The confusion then began.  The new law went into effect on November 3, 2010, the day after the constitutional amendment was ratified.  The constitutional amendment, however, did not take effect until January 1, 2011.  Fortunately, the Georgia General Assembly recognized the gap and passed a second law that repealed the first law and authorized a second, virtually identical law effective May 11, 2011.  Problem solved, right?

Not so fast.  Unfortunately for Synthes, the restrictive covenants at issue were reaffirmed on December 1, 2010, after the effective date of the first law, but before the effective date of the second law.  The Eleventh Circuit thus focused on the first law and held that, because the law was implemented before the constitutional amendment went into effect, it “was unconstitutional and void the moment it went into effect.”  The Court then went back to “old” Georgia law, and like so many agreements before it, found Mr. Becham’s restrictive covenant agreement unenforceable.

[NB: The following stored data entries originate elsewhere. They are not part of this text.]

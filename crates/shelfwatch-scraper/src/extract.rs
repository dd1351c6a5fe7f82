//! Structured product extraction from merchant page HTML.
//!
//! Scans `<script type="application/ld+json">` blocks for the first
//! schema.org `Product` node and pulls name, offer price/currency/
//! availability, and aggregate rating from it. Malformed JSON inside one
//! block skips that block only — extraction never fails, it just yields a
//! sparser record.

use regex::Regex;

use crate::types::ProductRecord;

/// Build a [`ProductRecord`] for `url` from a page's HTML.
///
/// The first JSON-LD node typed `"Product"` (string or singleton list) wins;
/// later nodes are ignored. When no structured node is found the price falls
/// back to a best-effort `$`-prefixed pattern scan of the raw HTML. In either
/// path a missing name falls back to the `<title>` element text.
#[must_use]
pub fn extract_product(url: &str, html: &str) -> ProductRecord {
    let mut record = ProductRecord::empty(url);

    if let Some(node) = first_product_node(html) {
        record.name = string_field(&node, "name");

        let offers = match node.get("offers") {
            // Offer lists: take the first element, matching what merchants
            // put first in practice (the default variant).
            Some(serde_json::Value::Array(list)) => list.first().cloned(),
            Some(other) => Some(other.clone()),
            None => None,
        };
        if let Some(offers) = offers {
            record.price = string_field(&offers, "price");
            record.currency = string_field(&offers, "priceCurrency");
            record.availability = string_field(&offers, "availability")
                .map(|a| a.rsplit('/').next().unwrap_or(&a).to_string());
        }

        if let Some(agg) = node.get("aggregateRating") {
            record.rating = numeric_field(agg, "ratingValue");
            record.review_count = integer_field(agg, "reviewCount")
                .or_else(|| integer_field(agg, "reviewcount"))
                .or_else(|| integer_field(agg, "ratingCount"));
        }
    } else {
        record.price = fallback_price(html);
    }

    if record.name.is_none() {
        record.name = title_text(html);
    }

    record
}

/// Find the first JSON-LD node whose `@type` is `"Product"`, either as a
/// plain string or as a singleton list.
fn first_product_node(html: &str) -> Option<serde_json::Value> {
    let script_re = Regex::new(
        r#"(?is)<script[^>]+type\s*=\s*["']application/ld\+json["'][^>]*>(.*?)</script>"#,
    )
    .expect("valid regex");

    for cap in script_re.captures_iter(html) {
        let json_text = match cap.get(1) {
            Some(m) => m.as_str(),
            None => continue,
        };

        let value: serde_json::Value = match serde_json::from_str(json_text) {
            Ok(v) => v,
            Err(_) => continue,
        };

        let candidates: Vec<serde_json::Value> = match value {
            serde_json::Value::Array(items) => items,
            other => vec![other],
        };

        for node in candidates {
            if is_product(&node) {
                return Some(node);
            }
        }
    }

    None
}

fn is_product(node: &serde_json::Value) -> bool {
    match node.get("@type") {
        Some(serde_json::Value::String(s)) => s == "Product",
        Some(serde_json::Value::Array(list)) => {
            list.len() == 1 && list[0].as_str() == Some("Product")
        }
        _ => false,
    }
}

/// Read a field that may be a JSON string or a bare number, as a string.
fn string_field(node: &serde_json::Value, key: &str) -> Option<String> {
    match node.get(key) {
        Some(serde_json::Value::String(s)) => Some(s.clone()),
        Some(serde_json::Value::Number(n)) => Some(n.to_string()),
        _ => None,
    }
}

fn numeric_field(node: &serde_json::Value, key: &str) -> Option<f64> {
    node.get(key).and_then(|v| {
        v.as_f64()
            .or_else(|| v.as_str().and_then(|s| s.parse::<f64>().ok()))
    })
}

fn integer_field(node: &serde_json::Value, key: &str) -> Option<i64> {
    node.get(key).and_then(|v| {
        v.as_i64()
            .or_else(|| v.as_str().and_then(|s| s.parse::<i64>().ok()))
    })
}

/// Best-effort price scan for pages without structured markup: the first
/// dollar-prefixed numeric pattern, kept with its `$`.
fn fallback_price(html: &str) -> Option<String> {
    let price_re = Regex::new(r"\$\d+[.,]?\d*").expect("valid regex");
    price_re.find(html).map(|m| m.as_str().to_string())
}

fn title_text(html: &str) -> Option<String> {
    let title_re = Regex::new(r"(?is)<title[^>]*>(.*?)</title>").expect("valid regex");
    title_re
        .captures(html)
        .and_then(|cap| cap.get(1))
        .map(|m| m.as_str().trim().to_string())
        .filter(|t| !t.is_empty())
}

#[cfg(test)]
#[path = "extract_test.rs"]
mod tests;
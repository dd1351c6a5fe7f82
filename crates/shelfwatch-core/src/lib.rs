use thiserror::Error;

pub mod app_config;
pub mod config;
pub mod merchants;

pub use app_config::AppConfig;
pub use config::{load_app_config, load_app_config_from_env};
pub use merchants::{load_merchants, MerchantsFile};

#[derive(Debug, Error)]
pub enum ConfigError {
    #[error("missing required environment variable: {0}")]
    MissingEnvVar(String),

    #[error("invalid value for {var}: {reason}")]
    InvalidEnvVar { var: String, reason: String },

    #[error("failed to read merchants file at {path}: {source}")]
    MerchantsFileIo {
        path: String,
        #[source]
        source: std::io::Error,
    },

    #[error("failed to parse merchants file: {0}")]
    MerchantsFileParse(#[from] serde_yaml::Error),

    #[error("merchants file validation failed: {0}")]
    Validation(String),
}
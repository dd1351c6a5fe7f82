//! XML sitemap parsing.

use std::collections::HashSet;

use quick_xml::events::Event;
use quick_xml::Reader;

/// Extract every `<url><loc>` text value from a sitemap document, trimmed of
/// surrounding whitespace, in document order.
///
/// Malformed XML yields an empty list — a broken sitemap is "no URLs", never
/// an error.
#[must_use]
pub fn parse_sitemap(xml: &str) -> Vec<String> {
    let mut reader = Reader::from_str(xml);
    reader.config_mut().trim_text(true);

    let mut urls = Vec::new();
    let mut in_url = false;
    let mut in_loc = false;
    let mut current = String::new();

    loop {
        match reader.read_event() {
            Ok(Event::Start(e)) => {
                let name_buf = e.local_name().as_ref().to_vec();
                let name = std::str::from_utf8(&name_buf).unwrap_or("");
                if name == "url" {
                    in_url = true;
                } else if name == "loc" && in_url {
                    in_loc = true;
                    current.clear();
                }
            }
            Ok(Event::End(e)) => {
                let name_buf = e.local_name().as_ref().to_vec();
                let name = std::str::from_utf8(&name_buf).unwrap_or("");
                if name == "loc" && in_loc {
                    in_loc = false;
                    let trimmed = current.trim();
                    if !trimmed.is_empty() {
                        urls.push(trimmed.to_string());
                    }
                } else if name == "url" {
                    in_url = false;
                }
            }
            Ok(Event::Text(e)) => {
                if in_loc {
                    current.push_str(&e.unescape().unwrap_or_default());
                }
            }
            Ok(Event::Eof) => break,
            Ok(_) => {}
            // Broken document: discard everything, not just the tail.
            Err(_) => return Vec::new(),
        }
    }

    urls
}

/// Deduplicate URLs across multiple sitemaps, keeping first-seen order.
#[must_use]
pub fn dedupe_preserving_order(urls: Vec<String>) -> Vec<String> {
    let mut seen = HashSet::new();
    urls.into_iter().filter(|u| seen.insert(u.clone())).collect()
}
impl TypeOption {
    /// Decode one type option string.
    ///
    /// `$Name` size payloads are looked up in `config`.
    ///
    /// # Errors
    ///
    /// Returns `OptionError` for an empty string, an unknown code, or a
    /// payload that does not fit the code.
    pub fn parse(raw: &str, config: &Config) -> Result<Self, OptionError> {
        let (code, payload) = split(raw)?;
        let opt = match code {
            '=' => flag(raw, payload, Self::Id)?,
            'q' => flag(raw, payload, Self::Semantics(ItemSemantics::Unique))?,
            's' => flag(raw, payload, Self::Semantics(ItemSemantics::Set))?,
            'b' => flag(raw, payload, Self::Semantics(ItemSemantics::Bag))?,
            '<' => flag(raw, payload, Self::Extensible)?,
            '*' => Self::ValueType(type_ref(raw, payload)?),
            '+' => Self::KeyType(type_ref(raw, payload)?),
            '#' => Self::Derived(Derivation::Fields(type_ref(raw, payload)?)),
            '>' => Self::Derived(Derivation::Paths(type_ref(raw, payload)?)),
            '/' => Self::Format(text(raw, payload)?),
            '%' => Self::Pattern(text(raw, payload)?),
            'y' => Self::MinValue(float(raw, payload)?),
            'z' => Self::MaxValue(float(raw, payload)?),
            '{' => Self::MinSize(size(raw, payload, config)?),
            '}' => Self::MaxSize(size(raw, payload, config)?),
            _ => {
                return Err(OptionError::new(
                    raw,
                    format!("unknown type option code '{code}'"),
                ))
            }
        };
        Ok(opt)
    }

    /// The leading character of this option.
    pub fn code(&self) -> char {
        match self {
            Self::Id => '=',
            Self::ValueType(_) => '*',
            Self::KeyType(_) => '+',
            Self::Derived(Derivation::Fields(_)) => '#',
            Self::Derived(Derivation::Paths(_)) => '>',
            Self::Format(_) => '/',
            Self::Pattern(_) => '%',
            Self::MinValue(_) => 'y',
            Self::MaxValue(_) => 'z',
            Self::MinSize(_) => '{',
            Self::MaxSize(_) => '}',
            Self::Semantics(ItemSemantics::Unique) => 'q',
            Self::Semantics(ItemSemantics::Set) => 's',
            Self::Semantics(ItemSemantics::Bag) => 'b',
            Self::Extensible => '<',
        }
    }

    /// Whether this option is meaningful for a type of the given base kind.
    pub fn allowed_for(&self, kind: BaseKind) -> bool {
        use BaseKind::*;
        match self {
            Self::Id | Self::Derived(_) => kind == Enumerated,
            Self::ValueType(_) => matches!(kind, ArrayOf | MapOf),
            Self::KeyType(_) => kind == MapOf,
            Self::Format(_) => matches!(kind, Binary | Integer | Number | String | Array),
            Self::Pattern(_) => kind == String,
            Self::MinValue(_) | Self::MaxValue(_) => kind == Number,
            Self::MinSize(_) | Self::MaxSize(_) => matches!(
                kind,
                Binary | Integer | String | Array | ArrayOf | Map | MapOf | Record
            ),
            Self::Semantics(_) => kind == ArrayOf,
            Self::Extensible => matches!(kind, Enumerated | Choice | Array | Map | Record),
        }
    }
}

/// The decoded option set of a type definition.
#[derive(Debug, Clone, Default, PartialEq, Serialize)]
pub struct TypeOptions {
    /// `=`: Enumerated values are item ids rather than labels.
    pub id: bool,
    /// `*`: ArrayOf / MapOf item type.
    pub value_type: Option<TypeRef>,
    /// `+`: MapOf key type.
    pub key_type: Option<TypeRef>,
    /// `#` / `>`: Enumerated items computed from another type.
    pub derived: Option<Derivation>,
    /// `/`: semantic format hint.
    pub format: Option<String>,
    /// `%`: String pattern.
    pub pattern: Option<String>,
    /// `y`: Number lower bound.
    pub min_value: Option<f64>,
    /// `z`: Number upper bound.
    pub max_value: Option<f64>,
    /// `{`: minimum size, or Integer lower bound.
    pub min_size: Option<i64>,
    /// `}`: maximum size (0 = unbounded), or Integer upper bound.
    pub max_size: Option<i64>,
    /// `q` / `s` / `b`: ArrayOf item semantics.
    pub semantics: Option<ItemSemantics>,
    /// `<`: unknown additional fields or values are permitted.
    pub extensible: bool,
}

impl TypeOptions {
    /// Decode and check the option list of a type of the given kind.
    ///
    /// # Errors
    ///
    /// Returns `OptionError` naming the first offending option string.
    pub fn parse(raw: &[String], kind: BaseKind, config: &Config) -> Result<Self, OptionError> {
        let mut out = Self::default();
        let mut seen: Vec<char> = Vec::with_capacity(raw.len());
        for s in raw {
            let opt = TypeOption::parse(s, config)?;
            if !opt.allowed_for(kind) {
                return Err(OptionError::misplaced(
                    s,
                    format!("option '{}' is not meaningful for {kind}", opt.code()),
                ));
            }
            let group = match opt.code() {
                '#' | '>' => '#',
                'q' | 's' | 'b' => 'q',
                c => c,
            };
            if seen.contains(&group) {
                return Err(OptionError::new(s, "option conflicts with an earlier option"));
            }
            seen.push(group);
            match opt {
                TypeOption::Id => out.id = true,
                TypeOption::ValueType(t) => out.value_type = Some(t),
                TypeOption::KeyType(t) => out.key_type = Some(t),
                TypeOption::Derived(d) => out.derived = Some(d),
                TypeOption::Format(f) => out.format = Some(f),
                TypeOption::Pattern(p) => out.pattern = Some(p),
                TypeOption::MinValue(v) => out.min_value = Some(v),
                TypeOption::MaxValue(v) => out.max_value = Some(v),
                TypeOption::MinSize(n) => {
                    if n < 0 && kind != BaseKind::Integer {
                        return Err(OptionError::new(s, "size cannot be negative"));
                    }
                    out.min_size = Some(n);
                }
                TypeOption::MaxSize(n) => {
                    if n < 0 && kind != BaseKind::Integer {
                        return Err(OptionError::new(s, "size cannot be negative"));
                    }
                    out.max_size = Some(n);
                }
                TypeOption::Semantics(sem) => out.semantics = Some(sem),
                TypeOption::Extensible => out.extensible = true,
            }
        }
        out.check_ranges(raw, kind)?;
        Ok(out)
    }

    fn check_ranges(&self, raw: &[String], kind: BaseKind) -> Result<(), OptionError> {
        if let (Some(min), Some(max)) = (self.min_size, self.max_size) {
            // Integer bounds are a value range; 0 is an ordinary bound there.
            let unbounded = kind != BaseKind::Integer && max == 0;
            if !unbounded && min > max {
                return Err(OptionError::new(
                    find(raw, '}'),
                    format!("maximum {max} is less than minimum {min}"),
                ));
            }
        }
        if let (Some(min), Some(max)) = (self.min_value, self.max_value) {
            if min > max {
                return Err(OptionError::new(
                    find(raw, 'z'),
                    format!("maximum {max} is less than minimum {min}"),
                ));
            }
        }
        Ok(())
    }

    /// Item semantics, defaulting to bag.
    pub fn item_semantics(&self) -> ItemSemantics {
        self.semantics.unwrap_or(ItemSemantics::Bag)
    }
}

/// The decoded option set of a field definition.
#[derive(Debug, Clone, PartialEq, Eq, Serialize)]
pub struct FieldOptions {
    /// `[`: minimum occurrences; 0 makes the field optional.
    pub min_count: u64,
    /// `]`: maximum occurrences; 0 = unbounded.
    pub max_count: u64,
    /// `&`: id of the sibling field whose value selects this field's Choice member.
    pub tag_id: Option<u32>,
    /// `K`: field is (part of) the identifying key of its container.
    pub key: bool,
    /// `L`: field holds the key of another instance rather than an embedded value.
    pub link: bool,
    /// `{`: minimum size of the field value.
    pub min_size: Option<u64>,
    /// `}`: maximum size of the field value (0 = unbounded).
    pub max_size: Option<u64>,
}

impl Default for FieldOptions {
    fn default() -> Self {
        Self {
            min_count: 1,
            max_count: 1,
            tag_id: None,
            key: false,
            link: false,
            min_size: None,
            max_size: None,
        }
    }
}
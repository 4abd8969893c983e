//! # jadn-cli — Command-Line Interface for JADN Schemas
//!
//! Provides the `jadn` binary over `jadn-schema`.
//!
//! ## Subcommands
//!
//! - `jadn check` — load and resolve a schema, print a summary.
//! - `jadn validate` — decode an instance and report every violation.
//! - `jadn convert` — transcode an instance between verbose and concise JSON.
//!
//! ```bash
//! jadn check music.jadn --import base.jadn
//! jadn validate music.jadn Library library.json --style concise
//! jadn convert music.jadn Library library.json --from verbose --to concise
//! ```
//!
//! ## Crate Policy
//!
//! - Argument parsing is separated from the handlers.
//! - Handlers delegate to `jadn-schema`; no schema logic lives here.
//! - Handlers return an exit code: 0 on success, 1 when the input is
//!   rejected. Operational failures (unreadable files) are errors.

pub mod check;
pub mod convert;
pub mod validate;

use std::path::{Path, PathBuf};

use anyhow::{anyhow, bail, Context, Result};
use jadn_schema::{Resolver, Style, TypeRegistry};
use serde_json::Value as Json;

/// Read a JSON or YAML document, chosen by file extension.
///
/// `.yaml` and `.yml` files are parsed as YAML; anything else as JSON.
pub fn read_document(path: &Path) -> Result<Json> {
    let text = std::fs::read_to_string(path)
        .with_context(|| format!("failed to read {}", path.display()))?;
    let is_yaml = path
        .extension()
        .and_then(|e| e.to_str())
        .is_some_and(|e| e.eq_ignore_ascii_case("yaml") || e.eq_ignore_ascii_case("yml"));
    if is_yaml {
        let yaml: serde_yaml::Value = serde_yaml::from_str(&text)
            .with_context(|| format!("failed to parse YAML in {}", path.display()))?;
        jadn_schema::yaml_to_json_value(&yaml)
            .map_err(|e| anyhow!("failed to convert YAML in {}: {e}", path.display()))
    } else {
        serde_json::from_str(&text).with_context(|| format!("failed to parse JSON in {}", path.display()))
    }
}

/// Load and resolve a schema together with its imports.
///
/// Schema errors are returned as errors naming the offending file.
pub fn load_registry(schema: &Path, imports: &[PathBuf]) -> Result<TypeRegistry> {
    let package = jadn_schema::load(&read_document(schema)?)
        .with_context(|| format!("failed to load schema {}", schema.display()))?;
    let mut resolver = Resolver::new(package);
    for path in imports {
        let import = jadn_schema::load(&read_document(path)?)
            .with_context(|| format!("failed to load imported schema {}", path.display()))?;
        resolver = resolver.import(import);
    }
    let registry = resolver
        .resolve()
        .with_context(|| format!("failed to resolve schema {}", schema.display()))?;
    tracing::info!(types = registry.len(), schema = %schema.display(), "schema resolved");
    Ok(registry)
}

/// Argument parser for `--style`, `--from` and `--to`.
pub fn parse_style(s: &str) -> Result<Style, String> {
    s.parse()
}

/// Fail unless `type_name` is defined in `registry`.
pub fn require_type(registry: &TypeRegistry, type_name: &str) -> Result<()> {
    if !registry.contains(type_name) {
        bail!("type \"{type_name}\" is not defined in the schema");
    }
    Ok(())
}

#[cfg(test)]
mod tests {
    use super::*;
    use std::io::Write;

    #[test]
    fn reads_yaml_and_json_by_extension() {
        let dir = tempfile::tempdir().unwrap();
        let json_path = dir.path().join("doc.json");
        std::fs::write(&json_path, r#"{"a": [1, 2]}"#).unwrap();
        let yaml_path = dir.path().join("doc.yml");
        let mut f = std::fs::File::create(&yaml_path).unwrap();
        writeln!(f, "a: [1, 2]").unwrap();
        assert_eq!(read_document(&json_path).unwrap(), read_document(&yaml_path).unwrap());
    }

    #[test]
    fn unreadable_document_is_an_error() {
        let dir = tempfile::tempdir().unwrap();
        let err = read_document(&dir.path().join("missing.json")).unwrap_err();
        assert!(err.to_string().contains("failed to read"));
    }

    #[test]
    fn style_parser() {
        assert_eq!(parse_style("concise").unwrap(), Style::Concise);
        assert!(parse_style("cbor").is_err());
    }
}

Although the result was an unfortunate one for Synthes, the impact can be managed going forward by making note of the critical May 11, 2011 date.  Restrictive covenant agreements entered into on or after May 11, 2011 will be subject to the second new law, and hence subject to more favorable court review.  Agreements entered into prior to that date, even if after the November 2, 2010 constitutional amendment, will be judged under “old,” pro-employee Georgia law.  Employers of Georgia employees will therefore want to make sure that their restrictive covenant agreements are effective on or after May 11, 2011 and, where they are not, arrange for the execution of new agreements.